Martha ist eine innerlich sehr jugendliche Person. Ich bin überzeugt, man kann das auch in ihren Aufnahmen hören. Sie ist flexibel, tolerant, offen für viele Ideen, und oft auch philosophisch. Diese Qualitäten müssen wir Normalsterbliche jeden Tag pflegen, bei ihr sind sie einfach da. Und sie ist Kosmopolit, wie ich: ich spiele ein italienisches Cello mit französischen Bögen, ich nutze österreichische Saiten, trage eine indische Halskette, eine japanische Uhr… Viel wichtiger ist natürlich, offen zu sein für verschiedene Lebensstile, Denkweisen, Religionen, Ideologien. Leute unterscheiden sich eben, in der Kleidung, ihrem Lieblingsessen und auch wie sie musizieren. Wir sollten uns davon nicht bedroht fühlen.

Wer Martha Argerich im Konzert erlebt…

…der wird vor allem von ihrem unglaublichen Instinkt begeistert sein. Sie spielt ohne Umwege, manchmal auch unkonventionell. Aber wie alle großartigen Künstler kombiniert sie ihre Intuition mit einem intellektuellen Ansatz. Die Mischung ist nicht einfach hinzubekommen.

Sind Sie im Zusammenspiel mit ihren Interpretationsansätzen immer einverstanden gewesen?

Nehmen wir mal die Beethoven-Sonaten, die wir vor nun fast zwanzig Jahren in Nijmegen gemeinsam aufnahmen. Als ich die Bänder hörte, fand ich bestimmte Dinge erst einmal schockierend: bestimmte Tempi, oder die Dynamik. Aber es ist wichtig, für Neues offen zu sein, nicht von vornherein alles zu wissen. Von der Tradition beeinflusst zu sein, ist nicht immer nur gut. Ich sage immer, es gibt nur zwei Arten, ein Werk falsch zu interpretieren: wenn man es hässlich oder langweilig spielt. Keines von beiden habe ich je von Martha gehört.

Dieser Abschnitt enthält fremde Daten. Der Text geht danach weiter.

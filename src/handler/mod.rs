//! HTTP handlers
//!
//! Handlers stack as decorators over a [`Dispatcher`]:
//!
//! ```text
//! CatchingHttpHandler      failures -> log -> rendered 500
//!   └─ LoggingHttpHandler  attached Logger
//!        └─ HttpHandler    base url, base path, settings
//!             └─ Dispatcher (router, closure, ...)
//! ```
//!
//! [`CatchingLayer`] provides the same failure boundary for any tower service.

mod catching;
mod dispatcher;
mod layer;
mod logging;

use crate::config::HandlerConfig;
use crate::error::{ConfigError, Result};
use crate::exception::Exception;
use async_trait::async_trait;
use axum::{
    body::Body,
    http::{Request, Uri},
    response::Response,
};
use serde_json::{Map, Value};
use std::path::{Path, PathBuf};
use std::sync::Arc;

pub use catching::{CatchingHttpHandler, FALLBACK_BODY, fallback_response};
pub use dispatcher::{FnDispatcher, ServiceDispatcher, dispatcher_fn};
pub use layer::{CatchingLayer, CatchingService};
pub use logging::LoggingHttpHandler;

/// Standard return type for dispatchers
pub type DispatchResult = std::result::Result<Response, Exception>;

/// The Dispatcher trait
///
/// Routes a request to application code. Failures are reported as an
/// [`Exception`]; panics are caught by the catching handlers.
#[async_trait]
pub trait Dispatcher: Send + Sync + 'static {
    async fn dispatch(&self, request: Request<Body>) -> DispatchResult;
}

/// Base handler: validated base url and path plus opaque settings around a dispatcher
#[derive(Clone)]
pub struct HttpHandler {
    base_url: Uri,
    base_path: PathBuf,
    settings: Arc<Map<String, Value>>,
    dispatcher: Arc<dyn Dispatcher>,
}

impl HttpHandler {
    /// # Errors
    /// Fails if `base_url` is not an absolute http(s) url whose path ends in
    /// `/`, or if `base_path` is not an existing directory.
    pub fn new<D: Dispatcher>(
        base_url: &str,
        base_path: impl AsRef<Path>,
        config: HandlerConfig,
        dispatcher: D,
    ) -> Result<Self> {
        let base_url = parse_base_url(base_url)?;
        let base_path = base_path.as_ref();
        if !base_path.is_dir() {
            return Err(ConfigError::InvalidBasePath {
                path: base_path.display().to_string(),
            });
        }

        Ok(Self {
            base_url,
            base_path: base_path.to_path_buf(),
            settings: Arc::new(config.settings),
            dispatcher: Arc::new(dispatcher),
        })
    }

    pub fn base_url(&self) -> &Uri {
        &self.base_url
    }

    pub fn base_path(&self) -> &Path {
        &self.base_path
    }

    pub fn settings(&self) -> &Map<String, Value> {
        &self.settings
    }

    pub fn setting(&self, key: &str) -> Option<&Value> {
        self.settings.get(key)
    }

    pub async fn handle(&self, request: Request<Body>) -> DispatchResult {
        self.dispatcher.dispatch(request).await
    }
}

impl std::fmt::Debug for HttpHandler {
    fn fmt(&self, f: &mut std::fmt::Formatter<'_>) -> std::fmt::Result {
        f.debug_struct("HttpHandler")
            .field("base_url", &self.base_url)
            .field("base_path", &self.base_path)
            .field("settings", &self.settings)
            .finish_non_exhaustive()
    }
}

fn parse_base_url(base_url: &str) -> Result<Uri> {
    let uri: Uri = base_url
        .parse()
        .map_err(|e: axum::http::uri::InvalidUri| ConfigError::invalid_base_url(base_url, e.to_string()))?;

    if !matches!(uri.scheme_str(), Some("http") | Some("https")) {
        return Err(ConfigError::invalid_base_url(base_url, "scheme must be http or https"));
    }
    if uri.host().is_none() {
        return Err(ConfigError::invalid_base_url(base_url, "missing host"));
    }
    let raw = base_url.split(['?', '#']).next().unwrap_or(base_url);
    if !raw.ends_with('/') || !uri.path().ends_with('/') {
        return Err(ConfigError::invalid_base_url(base_url, "path must end with '/'"));
    }

    Ok(uri)
}

#[cfg(test)]
mod tests {
    use super::*;
    use axum::{http::StatusCode, response::IntoResponse};
    use serde_json::json;

    const BASE_PATH: &str = env!("CARGO_MANIFEST_DIR");

    fn ok_dispatcher() -> impl Dispatcher {
        dispatcher_fn(|_request: Request<Body>| async { Ok((StatusCode::OK, "ok").into_response()) })
    }

    #[test]
    fn test_base_url_validation() {
        for url in ["https://example.com/", "http://localhost:8080/app/"] {
            assert!(HttpHandler::new(url, BASE_PATH, HandlerConfig::new(), ok_dispatcher()).is_ok());
        }

        for url in ["example.com/", "ftp://example.com/", "/relative/", "https://example.com/app",
            "https://example.com", "https://example.com?x=/"] {
            let err = HttpHandler::new(url, BASE_PATH, HandlerConfig::new(), ok_dispatcher()).unwrap_err();
            assert!(matches!(err, ConfigError::InvalidBaseUrl { .. }), "url: {url}");
        }
    }

    #[test]
    fn test_base_path_must_be_directory() {
        let missing = Path::new(BASE_PATH).join("does-not-exist");
        let err = HttpHandler::new("https://example.com/", &missing, HandlerConfig::new(), ok_dispatcher())
            .unwrap_err();
        assert!(matches!(err, ConfigError::InvalidBasePath { .. }));

        let file = Path::new(BASE_PATH).join("Cargo.toml");
        assert!(HttpHandler::new("https://example.com/", &file, HandlerConfig::new(), ok_dispatcher()).is_err());
    }

    #[tokio::test]
    async fn test_settings_pass_through() {
        let config = HandlerConfig::new().with_setting("sources", json!(["routes"]));
        let handler = HttpHandler::new("https://example.com/", BASE_PATH, config, ok_dispatcher()).unwrap();

        assert_eq!(handler.setting("sources"), Some(&json!(["routes"])));
        assert_eq!(handler.base_url().host(), Some("example.com"));

        let response = handler
            .handle(Request::get("/").body(Body::empty()).unwrap())
            .await
            .unwrap();
        assert_eq!(response.status(), StatusCode::OK);
    }
}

Sie klingen – darf ich das sagen? – ganz schön verliebt!

Naja, es gibt ja verschiedene Arten verliebt zu sein. Und ich gebe zu, jedes Mal, wenn ich Martha treffe, verliebe ich mich ein bisschen neu in sie. Ich bin einfach sehr glücklich, dass wir befreundet sind.

Martha Argerich wird das Interview bestimmt nicht lesen. Verraten Sie schon mal, was Sie ihr zum Geburtstag schenken werden?

Oh, über ein gutes Geschenk muss ich erst noch nachdenken. Zu ihrem fünfzigsten Geburtstag schickte ich ihr fünfzig rote Rosen, und eine Postkarte mit einem Spruch von George Burns. Der meinte mit 90, die erste Hälfte seines Lebens wäre ja ganz schön gewesen, jetzt freue er sich auf die zweite. In diesem Sinne wünsche ich ihr und mir nun erst mal weitere dreißig Jahre wundervolles gemeinsames Musizieren!